Aukus and Malaysia: cats on hot bricks?

Aukus and Malaysia: cats on hot bricks? | The Malaysian Insight

Published on 6 Oct 2021 12:38PM

THE Straits of Malacca and Singapore, and the South China Sea have, for centuries been vital to world trade, as these maritime routes form the shortest link from West to the East.

Malaysia is one of the caretaker states bordering these important international shipping lanes.

These straits are navigated by more than 80,000 vessels a year, dubbed as the second busiest after Dover Strait in Europe.

Malaysia has expressed uneasiness that Aukus would enable Australia to develop nuclear-powered submarines through the trilateral security partnership with the United States of America and the United Kingdom.

Should Malaysia be worried over this development?

Navigational regimes

The Strait of Malacca is relatively large in breadth in its northern part towards the Andaman Sea and it narrows down forming a funnel-shaped waterway as it flows south into the Strait of Singapore.

As the UN Convention on the Law of the Sea 1982 (Unclos) allows Malaysia and Indonesia to claim territorial seas up to 12nm in the Strait of Malacca, it leaves the strait without any exclusive economic zone (EEZ) or high seas corridor for foreign vessels to exercise freedom of navigation while plying through it, as provided for in Article 58(1) of Unclos.

This also applies to the Strait of Singapore, which entirely falls into territorial seas of Malaysia, Indonesia and Singapore.

As the maritime areas in the southern portion of the Strait of Malacca and the entire length of the Strait of Singapore are part of territorial seas of Malaysia, Singapore and Indonesia, foreign vessels, including military vessels do not possess the right to exercise freedom of navigation.

Nevertheless, Unclos allows foreign vessels to exercise the right of innocent passage.
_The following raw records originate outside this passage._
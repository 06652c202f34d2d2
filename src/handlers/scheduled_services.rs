// src/handlers/scheduled_services.rs

use axum::{
    Json,
    extract::{Path, State},
    http::StatusCode,
    response::IntoResponse,
};
use serde_json::json;

use crate::{
    common::{error::AppError, extract::ValidJson},
    config::AppState,
    middleware::auth::AuthenticatedUser,
    models::scheduled_service::{
        CreateScheduledServicePayload, ScheduledService, ScheduledServiceResponse, UpdateScheduledServicePayload,
    },
};

// POST /api/scheduled-services
#[utoipa::path(
    post,
    path = "/api/scheduled-services",
    tag = "Agenda",
    request_body = CreateScheduledServicePayload,
    responses(
        (status = 201, description = "Agendamento criado (e espelhado no Google, se ativo)", body = ScheduledServiceResponse),
        (status = 400, description = "Dados inválidos"),
        (status = 403, description = "Cliente de outro prestador")
    ),
    security(("api_jwt" = []))
)]
pub async fn create_scheduled_service(
    State(app_state): State<AppState>,
    AuthenticatedUser(user): AuthenticatedUser,
    ValidJson(payload): ValidJson<CreateScheduledServicePayload>,
) -> Result<impl IntoResponse, AppError> {
    let response = app_state.scheduling_service.create(user.id, &payload).await?;
    Ok((StatusCode::CREATED, Json(response)))
}

// GET /api/scheduled-services
#[utoipa::path(
    get,
    path = "/api/scheduled-services",
    tag = "Agenda",
    responses((status = 200, description = "Agenda do prestador", body = Vec<ScheduledService>)),
    security(("api_jwt" = []))
)]
pub async fn list_scheduled_services(
    State(app_state): State<AppState>,
    AuthenticatedUser(user): AuthenticatedUser,
) -> Result<Json<Vec<ScheduledService>>, AppError> {
    Ok(Json(app_state.scheduling_service.list(user.id).await?))
}

// GET /api/scheduled-services/{id}
#[utoipa::path(
    get,
    path = "/api/scheduled-services/{id}",
    tag = "Agenda",
    params(("id" = i32, Path, description = "ID do agendamento")),
    responses(
        (status = 200, description = "Agendamento", body = ScheduledService),
        (status = 404, description = "Agendamento não encontrado")
    ),
    security(("api_jwt" = []))
)]
pub async fn get_scheduled_service(
    State(app_state): State<AppState>,
    AuthenticatedUser(user): AuthenticatedUser,
    Path(id): Path<i32>,
) -> Result<Json<ScheduledService>, AppError> {
    Ok(Json(app_state.scheduling_service.get(user.id, id).await?))
}

// PUT /api/scheduled-services/{id}
#[utoipa::path(
    put,
    path = "/api/scheduled-services/{id}",
    tag = "Agenda",
    params(("id" = i32, Path, description = "ID do agendamento")),
    request_body = UpdateScheduledServicePayload,
    responses(
        (status = 200, description = "Agendamento atualizado", body = ScheduledServiceResponse),
        (status = 403, description = "Agendamento ou cliente de outro prestador")
    ),
    security(("api_jwt" = []))
)]
pub async fn update_scheduled_service(
    State(app_state): State<AppState>,
    AuthenticatedUser(user): AuthenticatedUser,
    Path(id): Path<i32>,
    ValidJson(payload): ValidJson<UpdateScheduledServicePayload>,
) -> Result<Json<ScheduledServiceResponse>, AppError> {
    Ok(Json(app_state.scheduling_service.update(user.id, id, &payload).await?))
}

// DELETE /api/scheduled-services/{id}
#[utoipa::path(
    delete,
    path = "/api/scheduled-services/{id}",
    tag = "Agenda",
    params(("id" = i32, Path, description = "ID do agendamento")),
    responses(
        (status = 200, description = "Agendamento removido"),
        (status = 403, description = "Agendamento de outro prestador")
    ),
    security(("api_jwt" = []))
)]
pub async fn delete_scheduled_service(
    State(app_state): State<AppState>,
    AuthenticatedUser(user): AuthenticatedUser,
    Path(id): Path<i32>,
) -> Result<impl IntoResponse, AppError> {
    let status = app_state.scheduling_service.delete(user.id, id).await?;
    Ok(Json(json!({
        "message": "Agendamento removido com sucesso.",
        "sincronizacao_google": status,
    })))
}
Article 19(1) of the Unclos prescribes that foreign vessels do not need to acquire prior authorisation to sail through territorial seas belonging to another state unless if such passage is prejudicial to the peace and security of the coastal state concerned.

In such a situation, the coastal state may temporarily suspend the navigation of that recalcitrant vessel, as stipulated in Unclos Article 25(3).

Does this mean that Malaysia could suspend the right of transit passage of any nuclear-powered military vessels plying through its territorial sea within the Straits of Malacca and Singapore, should such a passage be deemed prejudicial to Malaysia’s security?

Under international law, the answer is not in the affirmative.

Although parts of the maritime areas of the Straits of Malacca and Singapore are under Malaysia’s sovereignty, Malaysia’s regulatory capacity as a coastal state in governing ships plying through its territorial sea is subjected to the regime of transit passage, not innocent passage, as expounded in Part III of Unclos.

Transit passage regime

When Unclos came into being in 1982, it provided special navigational regime to be implemented in territorial seas, which are part of straits used for international navigation –including the Straits of Malacca and Singapore.

As the straits are crucial maritime conduits connecting Indian and Pacific Oceans, foreign vessels may exercise a more liberal transit passage regime which, according to Unclos Article 44, could not be impeded, impaired and hampered by the state bordering the strait.

Furthermore, the temporary suspension prescribed under the innocent passage regime does not apply in territorial seas forming parts of straits used for international navigation.

In other words, as a state party to the Unclos, Malaysia is under the duty to ensure that the straits are always open for navigation in any circumstances.

The only situation where Malaysia may intervene if such a passage would cause or threaten to cause major damage to the marine environment, as stipulated in Article 233.

Other than that, Malaysia has no rights to impede, hamper or impair passage of vessels navigating the Straits of Malacca and Singapore.


Australia has reiterated that the development of its nuclear-powered submarines programme is not in contravention of international law. Developing nuclear-powered submarines is not in any way similar to developing nuclear weapons.

Following the unsettling fact that the unimpeded transit passage regime applies to the Straits of Malacca and Singapore, Malaysia has the reasons to get all worked up.

International law has put the obligation on Malaysia to allow its territorial sea within the Straits of Malacca and Singapore to be open for international navigation, including that of nuclear-powered vessels and submarines.

Would such navigation be detrimental to the nation’s security? Would this in any way adversely affect the pristine marine environment of the Straits of Malacca and Singapore?

China and India are two Asian nations already possessing nuclear-powered submarines. Does this region really need another nation possessing nuclear-powered submarines to keep it in shape?

These have to be answered and explained justifiably.

Otherwise, many would remain restless like cats on hot bricks over Aukus. – October 6, 2021.

* Mohd Hazmi Mohd Rusli, Mohd Hazmi and Izyan Munirah Zaideen read The Malaysian Insight.

* This is the opinion of the writer or publication and does not necessarily represent the views of The Malaysian Insight.